Now, after questions surfaced regarding Jones' health caused his stock to plummet in the 2012 draft, the 6'11", 235-pounder may have lost some money in the short term, but it's very possible that Jones will make up for it by adding some jewelry to his trophy case.

Jones, who averaged 14 points and almost eight rebounds a game last year for the Baylor Bears, was predicted by many to be at the very least a lottery pick in the 2012 NBA draft.

However, after reports circulated that Jones had issues with the meniscus in one of his knees, the talented youngster's draft stock free-fell all the way to 28th overall, where he was selected by the defending Western Conference champion Oklahoma City Thunder.

According to an Associated Press report published by the Washington Post, Thunder general manager Sam Presti was fully aware of the questions surrounding Jones' knee, stating that problems "existed even before Jones played the last two seasons at Baylor and it shouldn’t keep him out next season, or even during summer league."

In fact, Presti went so far as to mention Jones' straight-line speed as one of the strengths of the 21-year-old's game, an asset that should come in very handy on a Thunder squad that likes to get up and down the court in a hurry.

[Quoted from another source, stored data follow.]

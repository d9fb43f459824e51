//! Handler error taxonomy and its mapping to HTTP statuses.
//!
//! Handlers carry one of these variants; conversion to an HTTP response
//! happens at the router boundary and nowhere else. `Disconnected` is not an
//! HTTP status: it marks a client that went away mid-stream, and the owning
//! handler simply releases its resources.

use hyper::StatusCode;
use thiserror::Error;

use greyhound_core::{OpenError, ParamError, QueryError};

#[derive(Debug, Error)]
pub enum HttpError {
    #[error("{0}")]
    BadRequest(String),

    #[error("unauthorized")]
    Unauthorized,

    #[error("{0}")]
    NotFound(String),

    #[error("{0}")]
    Internal(String),

    #[error("client disconnected")]
    Disconnected,
}

impl HttpError {
    /// The HTTP status for this error; `None` for disconnects, which have
    /// no response to carry one.
    pub fn status(&self) -> Option<StatusCode> {
        match self {
            HttpError::BadRequest(_) => Some(StatusCode::BAD_REQUEST),
            HttpError::Unauthorized => Some(StatusCode::UNAUTHORIZED),
            HttpError::NotFound(_) => Some(StatusCode::NOT_FOUND),
            HttpError::Internal(_) => Some(StatusCode::INTERNAL_SERVER_ERROR),
            HttpError::Disconnected => None,
        }
    }

    /// A resource that resolved under no configured path.
    pub fn no_resource(name: &str) -> HttpError {
        HttpError::NotFound(format!("{name} could not be created"))
    }
}

impl From<ParamError> for HttpError {
    fn from(e: ParamError) -> Self {
        HttpError::BadRequest(e.to_string())
    }
}

impl From<QueryError> for HttpError {
    fn from(e: QueryError) -> Self {
        match e {
            QueryError::InvalidQuery(_) => HttpError::BadRequest(e.to_string()),
            QueryError::Failed(_) => HttpError::Internal(e.to_string()),
        }
    }
}

impl From<OpenError> for HttpError {
    fn from(e: OpenError) -> Self {
        HttpError::NotFound(e.to_string())
    }
}

pub type Result<T> = std::result::Result<T, HttpError>;

#[cfg(test)]
mod tests {
    use super::*;

    #[test]
    fn test_status_mapping() {
        assert_eq!(
            HttpError::BadRequest("x".into()).status(),
            Some(StatusCode::BAD_REQUEST)
        );
        assert_eq!(HttpError::Unauthorized.status(), Some(StatusCode::UNAUTHORIZED));
        assert_eq!(
            HttpError::no_resource("ghost").status(),
            Some(StatusCode::NOT_FOUND)
        );
        assert_eq!(
            HttpError::Internal("x".into()).status(),
            Some(StatusCode::INTERNAL_SERVER_ERROR)
        );
        assert_eq!(HttpError::Disconnected.status(), None);
    }

    #[test]
    fn test_not_found_message() {
        let e = HttpError::no_resource("ghost");
        assert_eq!(e.to_string(), "ghost could not be created");
    }

    #[test]
    fn test_query_error_split() {
        let bad: HttpError = QueryError::InvalidQuery("nope".into()).into();
        assert!(matches!(bad, HttpError::BadRequest(_)));
        let failed: HttpError = QueryError::Failed("boom".into()).into();
        assert!(matches!(failed, HttpError::Internal(_)));
    }
}
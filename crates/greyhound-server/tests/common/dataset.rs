//! The `ellipsoid` test resource: a deterministic point set on an
//! ellipsoid surface, written in the directory-reader layout.

use std::fs;
use std::path::Path;

use greyhound_core::{DimType, Dimension, Schema};

/// Point count of the generated resource; large enough that a full read
/// spans several produced chunks.
pub const ELLIPSOID_POINTS: usize = 4000;

/// Byte stride of the native schema.
pub const STRIDE: usize = 30;

/// Tree node capacity used by the test resource; small enough that the
/// 4000 points spread over at least four tree levels.
pub const POINTS_PER_NODE: usize = 32;

pub fn ellipsoid_schema() -> Schema {
    Schema::new(vec![
        Dimension::new("X", DimType::Floating, 8),
        Dimension::new("Y", DimType::Floating, 8),
        Dimension::new("Z", DimType::Floating, 8),
        Dimension::new("Intensity", DimType::Unsigned, 2),
        Dimension::new("Origin", DimType::Unsigned, 4),
    ])
    .unwrap()
}

/// Points on an ellipsoid surface via a golden-angle spiral, centered at
/// (50, 50, 50) with radii (40, 30, 20).
pub fn ellipsoid_points() -> Vec<[f64; 5]> {
    let golden = std::f64::consts::PI * (3.0 - 5.0f64.sqrt());
    (0..ELLIPSOID_POINTS)
        .map(|i| {
            let n = ELLIPSOID_POINTS as f64;
            let z = 1.0 - 2.0 * (i as f64 + 0.5) / n;
            let r = (1.0 - z * z).sqrt();
            let theta = golden * i as f64;
            let origin = u64::from(i >= ELLIPSOID_POINTS / 2);
            [
                50.0 + 40.0 * r * theta.cos(),
                50.0 + 30.0 * r * theta.sin(),
                50.0 + 20.0 * z,
                (i % 256) as f64,
                origin as f64,
            ]
        })
        .collect()
}

/// Write the `ellipsoid` resource under `root`.
pub fn write_ellipsoid(root: &Path) {
    let dir = root.join("ellipsoid");
    fs::create_dir_all(&dir).unwrap();

    let schema = ellipsoid_schema();
    assert_eq!(schema.stride(), STRIDE);

    let points = ellipsoid_points();
    let mut data = Vec::with_capacity(points.len() * STRIDE);
    for p in &points {
        for (dim, value) in schema.dims().iter().zip(p.iter()) {
            dim.encode(*value, &mut data);
        }
    }

    let metadata = serde_json::json!({
        "type": "octree",
        "numPoints": points.len(),
        "schema": serde_json::to_value(&schema).unwrap(),
        "bounds": [0, 0, 0, 100, 100, 100],
        "boundsConforming": [10, 20, 30, 90, 80, 70],
        "srs": "EPSG:26915",
        "baseDepth": 0,
        "pointsPerNode": POINTS_PER_NODE,
        "files": [
            {
                "path": "s3://ellipsoid/half-0.laz",
                "origin": 0,
                "numPoints": points.len() / 2,
                "bounds": [0, 0, 50, 100, 100, 100]
            },
            {
                "path": "s3://ellipsoid/half-1.laz",
                "origin": 1,
                "numPoints": points.len() / 2,
                "bounds": [0, 0, 0, 100, 100, 50]
            }
        ]
    });

    fs::write(dir.join("greyhound.json"), metadata.to_string()).unwrap();
    fs::write(dir.join("points.bin"), data).unwrap();
}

For his part Jones seems to have taken his draft-day slide in stride, finding a silver lining where others might grouse about having been overlooked.

However, as Jones told the AP, that doesn't mean that he won't use his drop as motivation, although he's overjoyed that it ended where it did:

“Everybody knows that I wasn’t supposed to slide as far as I did but, to be honest, I’m happy I did. This is a great organization. I mean, it’s the perfect spot,” Jones said after holding up his new No. 3 jersey, signifying the suffix on his name.

“It surprised me because I didn’t think I’d be here in a million years,” Jones said. “Actually on draft night, when the pick came up for them, I was thinking to myself, ‘Well, they don’t need me, so they definitely won’t pick me.’”

Pick him they did, although it's unsure exactly what role Jones will fill with the Thunder in the early going.

The team would appear to be pretty set at small forward with—oh, what's his name—that Durant kid.

Kevin, I think.

However, Jones could challenge Serge Ibaka for significant minutes early at the power-forward spot, especially if/when the team decides to go with a more up-tempo lineup against opponents that feature a lot of quickness.

Granted, there will be growing pains (as there almost always are with rookies), Jones will need to bulk up some at the professional level and there may well come a day when his knee will need to be surgically repaired.

With that said, that day hasn't arrived yet, and anytime that a team that just made a trip to the NBA Finals gets a player who not too long ago was considered a potential No. 1 pick, that team will all but surely take it's chances, as the rest of the NBA mutters obscenities in the background.

The rich just got richer out west.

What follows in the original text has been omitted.